Svenja Schulze: "Müssen beim Klimaschutz die Handbremse lösen"

SPD erleidet historischen Crash bei Europawahl

26. Mai 2019 - 22:12 Uhr

Im Video: Das sagen die SPD-Spitzen zum Wahldebakel

Historisch schlecht, Absturz auf weit unter 20 Prozent, nur noch dritte Kraft im Land. Die Europawahl 2019 geht als weiteres dunkles Kapitel in die Geschichte der einst stolzen Arbeiterpartei SPD ein. Wie geht es jetzt weiter? Andrea Nahles setzt am Wahlabend auf Durchhalteparolen wie "Kopf hoch". Ob es personelle Konsequenzen geben wird, bleibt noch offen. Inhaltlich war sich die SPD-Parteivorsitzende mit Umweltministerin Svenja Schulze und Generalsekretär Lars Klingbeil einig: Das Thema Klimaschutz hat zur Wahlniederlage beigetragen und soll jetzt angegangen werden - im Video.

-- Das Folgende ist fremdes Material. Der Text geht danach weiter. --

//! Raw sensor notification decoding.
//!
//! The dual-IMU firmware notifies fixed 14-byte frames, little endian:
//!
//! | Offset | Type | Field |
//! |--------|------|-------|
//! | 0 | i16 | upper-arm roll |
//! | 2 | i16 | upper-arm pitch |
//! | 4 | i16 | upper-arm yaw |
//! | 6 | i16 | forearm roll |
//! | 8 | i16 | forearm pitch |
//! | 10 | i16 | forearm yaw |
//! | 12 | u16 | sequence counter |
//!
//! Angles are in hundredths of a degree. Trailing bytes are ignored.

use crate::error::{EvaluatorError, Result};
use crate::packet::Packet;

/// Size of one notification frame in bytes.
pub const FRAME_LEN: usize = 14;

/// Degrees per raw angle unit.
pub const DEG_PER_UNIT: f64 = 0.01;

/// Euler angles of both IMUs from one notification (degrees).
#[derive(Debug, Clone, Copy, PartialEq)]
pub struct ImuFrame {
    /// Upper-arm roll.
    pub r0: f64,
    /// Upper-arm pitch.
    pub p0: f64,
    /// Upper-arm yaw.
    pub y0: f64,
    /// Forearm roll.
    pub r1: f64,
    /// Forearm pitch.
    pub p1: f64,
    /// Forearm yaw.
    pub y1: f64,
    /// Sequence counter.
    pub seq: u16,
}

impl ImuFrame {
    /// Decode one notification.
    ///
    /// # Errors
    ///
    /// Returns [`EvaluatorError::FrameTooShort`] for buffers under
    /// [`FRAME_LEN`] bytes.
    pub fn decode(bytes: &[u8]) -> Result<Self> {
        if bytes.len() < FRAME_LEN {
            return Err(EvaluatorError::frame_too_short(FRAME_LEN, bytes.len()));
        }
        let angle = |i: usize| {
            f64::from(i16::from_le_bytes([bytes[2 * i], bytes[2 * i + 1]])) * DEG_PER_UNIT
        };
        Ok(Self {
            r0: angle(0),
            p0: angle(1),
            y0: angle(2),
            r1: angle(3),
            p1: angle(4),
            y1: angle(5),
            seq: u16::from_le_bytes([bytes[12], bytes[13]]),
        })
    }

    /// Forearm minus upper-arm pitch, the elbow angle proxy.
    #[must_use]
    pub fn pitch_diff(&self) -> f64 {
        self.p1 - self.p0
    }

    /// Forearm minus upper-arm roll.
    #[must_use]
    pub fn roll_diff(&self) -> f64 {
        self.r1 - self.r0
    }

    /// Forearm minus upper-arm yaw.
    #[must_use]
    pub fn yaw_diff(&self) -> f64 {
        self.y1 - self.y0
    }

    /// The evaluator's view of this frame.
    #[must_use]
    pub fn to_packet(&self) -> Packet {
        Packet::new(self.seq, self.pitch_diff(), self.p0)
    }
}

#[cfg(test)]
mod tests {
    use super::*;
    use approx::assert_relative_eq;

    fn encode(angles: [i16; 6], seq: u16) -> Vec<u8> {
        let mut bytes: Vec<u8> = angles.iter().flat_map(|a| a.to_le_bytes()).collect();
        bytes.extend_from_slice(&seq.to_le_bytes());
        bytes
    }

    #[test]
    fn test_decode_known_frame() {
        let bytes = encode([100, -1550, 18000, -250, 9025, -18000], 65534);
        let frame = ImuFrame::decode(&bytes).unwrap();

        assert_relative_eq!(frame.r0, 1.0, epsilon = 1e-9);
        assert_relative_eq!(frame.p0, -15.5, epsilon = 1e-9);
        assert_relative_eq!(frame.y0, 180.0, epsilon = 1e-9);
        assert_relative_eq!(frame.r1, -2.5, epsilon = 1e-9);
        assert_relative_eq!(frame.p1, 90.25, epsilon = 1e-9);
        assert_relative_eq!(frame.y1, -180.0, epsilon = 1e-9);
        assert_eq!(frame.seq, 65534);

        assert_relative_eq!(frame.pitch_diff(), 105.75, epsilon = 1e-9);
        assert_relative_eq!(frame.roll_diff(), -3.5, epsilon = 1e-9);
        assert_relative_eq!(frame.yaw_diff(), -360.0, epsilon = 1e-9);
    }

    #[test]
    fn test_to_packet() {
        let bytes = encode([0, 1000, 0, 0, 4000, 0], 3);
        let packet = ImuFrame::decode(&bytes).unwrap().to_packet();
        assert_eq!(packet.seq, Some(3));
        assert_relative_eq!(packet.elbow_angle_proxy.unwrap(), 30.0, epsilon = 1e-9);
        assert_relative_eq!(packet.upper_arm_pitch.unwrap(), 10.0, epsilon = 1e-9);
    }

    #[test]
    fn test_trailing_bytes_ignored() {
        let mut bytes = encode([1, 2, 3, 4, 5, 6], 9);
        bytes.extend_from_slice(&[0xFF, 0xEE]);
        assert_eq!(ImuFrame::decode(&bytes).unwrap().seq, 9);
    }

    #[test]
    fn test_short_frame_rejected() {
        let bytes = encode([0; 6], 0);
        let err = ImuFrame::decode(&bytes[..13]).unwrap_err();
        assert!(matches!(
            err,
            EvaluatorError::FrameTooShort { min: 14, actual: 13 }
        ));
    }
}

Auch Union im Tief: Große Koalition auf absteigendem Ast

"Offensichtlich ordnen die Bürgerinnen und Bürger der SPD im derzeit wichtigsten Problemfeld, dem Klima- und Umweltschutz, keine Kompetenz zu", fasste der stellvertretende SPD-Bundesvorsitzende Thorsten Schäfer-Gümbel das große Problem der Partei zusammen. Auch die Europawahl-Spitzenkandidatin Katarina Barley sah hier eines der größten Probleme der SPD. Beim Blick auf das starke Ergebnis der Grünen ein einfacher Schluss.

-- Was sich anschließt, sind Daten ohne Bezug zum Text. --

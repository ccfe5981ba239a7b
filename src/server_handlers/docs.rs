use actix_web::HttpResponse;
use serde_json::json;
use crate::api_json::OptimizeRequest;
use crate::config::PolicyConfig;
use crate::models::CompletionMap;

pub async fn help_handler() -> HttpResponse {
    let mut completed = CompletionMap::new();
    completed.insert("1".to_string(), true);
    completed.insert("2".to_string(), false);
    let example = OptimizeRequest {
        completed,
        completed_ids: vec!["3".to_string()],
        policy: Some(PolicyConfig::default()),
    };

    let help = json!({
        "description": "API para generar la grade optimizada. POST /optimize recibe qué disciplinas ya fueron concluidas (por id estable) y devuelve la selección de mayor peso sin choques de horario.",
        "post_example": example,
        "endpoints": {
            "GET /catalog": "catálogo agrupado por período",
            "POST /optimize": "grade optimizada (JSON)",
            "POST /optimize/csv": "grade optimizada (CSV, UTF-8)",
            "GET /runs?limit=20": "últimas ejecuciones (duración y estado)"
        },
        "errors": ["empty_candidate_set", "infeasible", "solver_fault", "invalid_policy"]
    });

    HttpResponse::Ok().json(help)
}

Auch CDU/CSU wurden von den Wählern abgestraft. Umweltministerin Schulze sieht beim Koalitionspartner eine Mitschuld für die Klima-Klatsche der SPD. Die Union bremse die bemühungen der SPD, zum Beispiel beim Klimagesetz, aus. "Wir müssen beim Klimaschutz die Handbremse lösen", fordert die SPD-Ministerin. Der Druck innerhalb der Koalition steigt.

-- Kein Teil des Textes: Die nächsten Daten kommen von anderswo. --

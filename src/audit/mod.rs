pub mod db;
pub mod insertions;

pub use db::{init_db, open_audit_db};
pub use insertions::{record_run, recent_runs, RunRow};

Bleibt Andrea Nahles Fraktions- und Parteivorsitzende?

26.05.2019, Berlin: Andrea Nahles (SPD), Parteivorsitzende, äußert sich auf einer Pressekonferenz der SPD zum Ergebnis der Europawahl. Foto: Wolfgang Kumm/dpa +++ dpa-Bildfunk +++
Andrea Nahles am Abend des Europawahldebakels
© dpa, Wolfgang Kumm, pg

In der SPD häufen sich indessen die Krisenszenarien. Nahles trägt die Verantwortung für den Wahlkampf - sie ist in ihrer Doppelfunktion als Fraktions- und Parteivorsitzende angeschlagen. Zwar drängt sich für den ungeliebten Posten an der Parteispitze kaum schnell Ersatz auf. Aber für den Fraktionsposten werden mehrere Namen gehandelt, von Arbeitsminister Hubertus Heil bis zum Ex-Kanzlerkandidaten Martin Schulz. Doch stehen tatsächlich unmittelbar Eruptionen bevor, die am Ende auch die Statik der Koalition ins Wanken bringen könnten?

Nach der Europawahl muss der Posten der Justizministerin im Bundeskabinett neu vergeben werden, da Katarina Barley für die SPD nach Brüssel geht. Doch es könnte auch ein größeres Stühlerücken folgen. Viele in der Partei erwarten, dass Nahles bis zum Herbst weitermacht und auch die Koalition weiter hält. Regulär wird in der Fraktion im September neu gewählt. Im Dezember wird dann auf einem Parteitag die SPD-Spitze neu bestimmt - und Bilanz zur Koalition gezogen werden.